WORK INSTRUCTIONS:
Wherever a line in the data holds the word "None", pull that line out.

SUPPLIED RECORDS:
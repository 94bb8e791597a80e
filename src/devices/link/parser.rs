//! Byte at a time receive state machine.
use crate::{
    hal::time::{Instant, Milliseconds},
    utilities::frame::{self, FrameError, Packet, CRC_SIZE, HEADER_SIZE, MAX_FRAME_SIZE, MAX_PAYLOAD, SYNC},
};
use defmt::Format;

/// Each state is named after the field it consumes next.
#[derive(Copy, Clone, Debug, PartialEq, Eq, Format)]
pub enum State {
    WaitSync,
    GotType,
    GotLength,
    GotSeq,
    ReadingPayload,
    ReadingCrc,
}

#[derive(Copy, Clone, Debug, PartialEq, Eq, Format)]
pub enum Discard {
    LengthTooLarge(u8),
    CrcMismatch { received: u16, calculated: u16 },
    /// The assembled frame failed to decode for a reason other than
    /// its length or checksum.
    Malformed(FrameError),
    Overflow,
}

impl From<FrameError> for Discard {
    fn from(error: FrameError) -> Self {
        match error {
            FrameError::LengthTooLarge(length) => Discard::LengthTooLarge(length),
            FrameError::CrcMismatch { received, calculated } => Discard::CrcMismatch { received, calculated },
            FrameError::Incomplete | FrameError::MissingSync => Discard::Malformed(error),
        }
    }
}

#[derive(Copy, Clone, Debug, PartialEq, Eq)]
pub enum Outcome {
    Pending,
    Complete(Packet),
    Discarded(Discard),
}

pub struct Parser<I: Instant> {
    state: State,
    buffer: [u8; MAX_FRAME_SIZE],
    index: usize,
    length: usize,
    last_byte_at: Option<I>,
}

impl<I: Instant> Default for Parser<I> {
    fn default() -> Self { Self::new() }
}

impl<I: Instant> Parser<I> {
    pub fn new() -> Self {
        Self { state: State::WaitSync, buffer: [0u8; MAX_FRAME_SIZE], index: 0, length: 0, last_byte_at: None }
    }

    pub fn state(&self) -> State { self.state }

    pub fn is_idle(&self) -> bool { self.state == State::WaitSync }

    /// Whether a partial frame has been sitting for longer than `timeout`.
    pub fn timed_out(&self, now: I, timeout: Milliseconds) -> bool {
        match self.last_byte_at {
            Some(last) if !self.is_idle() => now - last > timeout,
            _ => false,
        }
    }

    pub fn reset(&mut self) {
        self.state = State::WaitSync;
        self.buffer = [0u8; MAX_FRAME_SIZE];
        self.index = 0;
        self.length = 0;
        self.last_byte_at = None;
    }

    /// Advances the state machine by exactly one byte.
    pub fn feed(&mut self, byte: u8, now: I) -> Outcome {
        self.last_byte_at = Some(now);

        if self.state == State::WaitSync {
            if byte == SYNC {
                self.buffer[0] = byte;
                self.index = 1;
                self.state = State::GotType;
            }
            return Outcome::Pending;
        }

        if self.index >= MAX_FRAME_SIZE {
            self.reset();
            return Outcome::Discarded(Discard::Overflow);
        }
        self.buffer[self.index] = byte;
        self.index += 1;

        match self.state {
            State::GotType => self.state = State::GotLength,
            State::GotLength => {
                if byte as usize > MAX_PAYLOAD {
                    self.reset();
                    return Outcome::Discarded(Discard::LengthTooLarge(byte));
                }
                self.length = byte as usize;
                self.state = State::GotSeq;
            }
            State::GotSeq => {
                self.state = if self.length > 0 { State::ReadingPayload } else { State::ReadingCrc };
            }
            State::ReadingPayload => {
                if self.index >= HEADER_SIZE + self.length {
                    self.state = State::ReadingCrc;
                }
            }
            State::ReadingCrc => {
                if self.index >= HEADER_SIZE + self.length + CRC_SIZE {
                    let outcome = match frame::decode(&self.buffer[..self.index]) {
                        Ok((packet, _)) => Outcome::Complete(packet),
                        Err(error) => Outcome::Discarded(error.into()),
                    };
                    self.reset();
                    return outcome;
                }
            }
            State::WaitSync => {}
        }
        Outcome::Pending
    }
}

ANSWER TO THIS PROBLEM:
        Self { state: State::WaitSync, buffer: [0u8; MAX_FRAME_SIZE], index: 0, length: 0, last_byte_at: None }
        self.last_byte_at = None;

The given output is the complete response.